Madeline est directrice du département juridique de la filiale française d’une multinationale japonaise1. Près d’une vingtaine de personnes, secrétaires, analystes financiers et avocat·es, travaillent sous ses ordres. À l’exception du personnel de sécurité et de ménage, elle est la seule salariée noire de l’entreprise. Les personnes qui l’ont embauchée sont étasuniennes et japonaises. Ses employeurs sont très satisfaits de ses compétences et de son travail. Pourtant lorsqu’elle se déplace en Suisse ou au Luxembourg pour représenter le groupe afin d’établir de gros contrats, elle rencontre toujours des réactions spontanées, souvent contenues, parfois explicites, d’étonnement. Elle n’est jamais celle à laquelle client·es ou collaborateur·trices s’attendaient a priori. Ce qui dans ce monde très socialement privilégié peut occasionner quelques quiproquos. Les contrôleurs de train inspectent méthodiquement ses papiers d’identité lorsqu’elle voyage en classe business.
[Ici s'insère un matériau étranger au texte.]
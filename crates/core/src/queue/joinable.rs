// SPDX-License-Identifier: BUSL-1.1
// Copyright (c) 2026 Alfred Jean LLC

use std::time::Duration;

use cumulus_store::{Script, ScriptReply, StoreError, StoreExt};
use serde::de::DeserializeOwned;
use serde::Serialize;
use tokio::time::Instant;

use super::{Queue, QueueDescriptor};
use crate::context::Context;
use crate::error::QueueError;
use crate::id::Handle;

const JOIN_STEP: Duration = Duration::from_millis(10);
const JOIN_MAX_BACKOFF: Duration = Duration::from_millis(500);

/// A [`Queue`] that also counts items not yet marked done
pub struct JoinableQueue<T> {
    ctx: Context,
    queue: Queue<T>,
    unfinished: String,
}

impl<T> JoinableQueue<T> {
    pub fn new(ctx: &Context) -> Self {
        Self::attach(
            ctx,
            QueueDescriptor {
                handle: ctx.next_handle("jqueue"),
            },
        )
    }

    pub fn attach(ctx: &Context, descriptor: QueueDescriptor) -> Self {
        Self {
            ctx: ctx.clone(),
            unfinished: descriptor.handle.key("unfinished"),
            queue: Queue::attach(ctx, descriptor),
        }
    }

    pub fn descriptor(&self) -> QueueDescriptor {
        self.queue.descriptor()
    }

    pub fn handle(&self) -> &Handle {
        self.queue.handle()
    }

    pub async fn qsize(&self) -> Result<u64, QueueError> {
        self.queue.qsize().await
    }

    pub async fn empty(&self) -> Result<bool, QueueError> {
        self.queue.empty().await
    }

    pub fn full(&self) -> bool {
        self.queue.full()
    }

    pub fn close(&self) {
        self.queue.close();
    }

    pub async fn join_thread(&self) -> Result<(), QueueError> {
        self.queue.join_thread().await
    }

    pub fn cancel_join_thread(&self) {
        self.queue.cancel_join_thread();
    }

    pub async fn unfinished_tasks(&self) -> Result<i64, QueueError> {
        Ok(self.ctx.store().get_int(&self.unfinished).await?.unwrap_or(0))
    }

    /// Mark one previously fetched item as processed
    pub async fn task_done(&self) -> Result<(), QueueError> {
        let script = Script::DecrementIfPositive {
            counter: self.unfinished.clone(),
        };
        match self.ctx.store().eval(script.clone()).await? {
            ScriptReply::Count(_) => Ok(()),
            ScriptReply::Unavailable => Err(QueueError::TooManyTaskDone),
            other => {
                tracing::error!(script = script.name(), ?other, "unexpected script reply");
                Err(QueueError::Store(StoreError::unexpected(script.name())))
            }
        }
    }

    /// Block until every item put has been marked done
    pub async fn join(&self) -> Result<(), QueueError> {
        self.join_until(None).await
    }

    pub async fn join_timeout(&self, timeout: Duration) -> Result<(), QueueError> {
        self.join_until(Some(Instant::now() + timeout)).await
    }

    async fn join_until(&self, deadline: Option<Instant>) -> Result<(), QueueError> {
        loop {
            let remaining = self.unfinished_tasks().await?;
            if remaining <= 0 {
                return Ok(());
            }
            let mut pause = (JOIN_STEP * remaining.min(50) as u32).min(JOIN_MAX_BACKOFF);
            if let Some(deadline) = deadline {
                let left = deadline.saturating_duration_since(Instant::now());
                if left.is_zero() {
                    return Err(QueueError::Timeout);
                }
                pause = pause.min(left);
            }
            tokio::time::sleep(pause).await;
        }
    }
}

impl<T: Serialize> JoinableQueue<T> {
    /// Count the item as unfinished, then buffer it
    pub async fn put(&self, item: &T) -> Result<(), QueueError> {
        let store = self.ctx.store();
        store.incr_by(&self.unfinished, 1).await?;
        if let Err(e) = self.queue.put(item).await {
            if let Err(undo) = store.incr_by(&self.unfinished, -1).await {
                tracing::warn!(error = %undo, "failed to roll back unfinished count");
            }
            return Err(e);
        }
        Ok(())
    }
}

impl<T: DeserializeOwned> JoinableQueue<T> {
    pub async fn get(&self) -> Result<T, QueueError> {
        self.queue.get().await
    }

    pub async fn get_timeout(&self, timeout: Duration) -> Result<T, QueueError> {
        self.queue.get_timeout(timeout).await
    }

    pub async fn get_nowait(&self) -> Result<T, QueueError> {
        self.queue.get_nowait().await
    }
}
(...) Elle est très souvent suivie de près par les vigiles qui anticipent un possible vol ou alors les vendeuses s’adressent spontanément à elle en anglais, persuadées qu’elle est Africaine-Américaine. Pourtant, Madeline est d’origine guadeloupéenne, donc Française.
Maman d’une petite Ana de 10 ans, elle reçoit aussi les plaintes de sa fille qui s’est vue écartée d’un concours très sélectif de danse classique en raison de ses courbes, jugées trop « généreuses pour une fillette de son âge », et de sa coiffure, tenue pour non conforme aux exigences de la scénographie d’un prestigieux ballet (...)
Ces situations saturent la vie quotidienne de cette Française cadre supérieure racialisée comme noire dans ses activités les plus ordinaires, qu’elles soient professionnelles, familiales ou de loisir. Leur accumulation et leur caractère routinier décrivent ce que Philomena Essed qualifie de « racisme quotidien », objet du présent livre, qui définit aussi ce que c’est d’être « racisé·e », terme issu de la sociologie française entré au dictionnaire de la langue française en 2019. (...)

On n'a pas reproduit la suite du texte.